» **WHAT THE TASK REQUIRES**
Present the following entries again, word for word and in full.

Dataset entries:
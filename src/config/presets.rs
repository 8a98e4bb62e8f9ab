//! Built-in node presets matching the original three-node deployment.
//!
//! ```text
//! API1  VM1  :8080  → API2 localhost:8081, API3 192.168.122.110:8083
//! API2  VM1  :8081  → API1 $ENV_HOST:8080, API3 $ENV_HOST:8083
//! API3  VM2  :8083  → API1 192.168.122.159:8080, API2 192.168.122.159:8081
//! ```

use std::str::FromStr;

use crate::config::schema::{ListenerConfig, MeshConfig, NodeConfig, PeerConfig};

/// Environment variable API2 reads its peers' host from.
pub const ENV_HOST: &str = "ENV_HOST";

/// One of the three known nodes.
#[derive(Debug, Clone, Copy, PartialEq, Eq)]
pub enum NodePreset {
    Api1,
    Api2,
    Api3,
}

impl FromStr for NodePreset {
    type Err = String;

    fn from_str(s: &str) -> Result<Self, Self::Err> {
        match s.to_ascii_lowercase().as_str() {
            "api1" => Ok(NodePreset::Api1),
            "api2" => Ok(NodePreset::Api2),
            "api3" => Ok(NodePreset::Api3),
            other => Err(format!("unknown node preset '{}' (expected api1, api2 or api3)", other)),
        }
    }
}

impl NodePreset {
    /// Build the full configuration for this node.
    pub fn config(self) -> MeshConfig {
        let (node, port, peers) = match self {
            NodePreset::Api1 => (
                node("API1", "1"),
                8080,
                vec![
                    peer("API2", "1", "localhost:8081", None),
                    peer("API3", "2", "192.168.122.110:8083", None),
                ],
            ),
            NodePreset::Api2 => (
                node("API2", "1"),
                8081,
                vec![
                    peer("API1", "1", "localhost:8080", Some(ENV_HOST)),
                    peer("API3", "2", "localhost:8083", Some(ENV_HOST)),
                ],
            ),
            NodePreset::Api3 => (
                node("API3", "2"),
                8083,
                vec![
                    peer("API1", "1", "192.168.122.159:8080", None),
                    peer("API2", "1", "192.168.122.159:8081", None),
                ],
            ),
        };

        MeshConfig {
            node,
            listener: ListenerConfig {
                bind_address: format!("0.0.0.0:{}", port),
            },
            peers,
            ..MeshConfig::default()
        }
    }
}

fn node(name: &str, vm: &str) -> NodeConfig {
    NodeConfig {
        name: name.to_string(),
        vm: vm.to_string(),
        ..NodeConfig::default()
    }
}

fn peer(name: &str, vm: &str, address: &str, host_env: Option<&str>) -> PeerConfig {
    PeerConfig {
        name: name.to_string(),
        vm: vm.to_string(),
        address: address.to_string(),
        host_env: host_env.map(str::to_string),
    }
}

» **RESULT**
filename src/config/presets.rs
repository 8a98e4bb62e8f9ab
//! Built-in node presets matching the original three-node deployment.
//!
//! ```text
//! API1  VM1  :8080  → API2 localhost:8081, API3 192.168.122.110:8083
//! API2  VM1  :8081  → API1 $ENV_HOST:8080, API3 $ENV_HOST:8083
//! API3  VM2  :8083  → API1 192.168.122.159:8080, API2 192.168.122.159:8081
//! ```

use std::str::FromStr;

use crate::config::schema::{ListenerConfig, MeshConfig, NodeConfig, PeerConfig};

/// Environment variable API2 reads its peers' host from.
pub const ENV_HOST: &str = "ENV_HOST";

/// One of the three known nodes.
#[derive(Debug, Clone, Copy, PartialEq, Eq)]
pub enum NodePreset {
    Api1,
    Api2,
    Api3,
}

impl FromStr for NodePreset {
    type Err = String;

    fn from_str(s: &str) -> Result<Self, Self::Err> {
        match s.to_ascii_lowercase().as_str() {
            "api1" => Ok(NodePreset::Api1),
            "api2" => Ok(NodePreset::Api2),
            "api3" => Ok(NodePreset::Api3),
            other => Err(format!("unknown node preset '{}' (expected api1, api2 or api3)", other)),
        }
    }
}

impl NodePreset {
    /// Build the full configuration for this node.
    pub fn config(self) -> MeshConfig {
        let (node, port, peers) = match self {
            NodePreset::Api1 => (
                node("API1", "1"),
                8080,
                vec![
                    peer("API2", "1", "localhost:8081", None),
                    peer("API3", "2", "192.168.122.110:8083", None),
                ],
            ),
            NodePreset::Api2 => (
                node("API2", "1"),
                8081,
                vec![
                    peer("API1", "1", "localhost:8080", Some(ENV_HOST)),
                    peer("API3", "2", "localhost:8083", Some(ENV_HOST)),
                ],
            ),
            NodePreset::Api3 => (
                node("API3", "2"),
                8083,
                vec![
                    peer("API1", "1", "192.168.122.159:8080", None),
                    peer("API2", "1", "192.168.122.159:8081", None),
                ],
            ),
        };

        MeshConfig {
            node,
            listener: ListenerConfig {
                bind_address: format!("0.0.0.0:{}", port),
            },
            peers,
            ..MeshConfig::default()
        }
    }
}

fn node(name: &str, vm: &str) -> NodeConfig {
    NodeConfig {
        name: name.to_string(),
        vm: vm.to_string(),
        ..NodeConfig::default()
    }
}

fn peer(name: &str, vm: &str, address: &str, host_env: Option<&str>) -> PeerConfig {
    PeerConfig {
        name: name.to_string(),
        vm: vm.to_string(),
        address: address.to_string(),
        host_env: host_env.map(str::to_string),
    }
}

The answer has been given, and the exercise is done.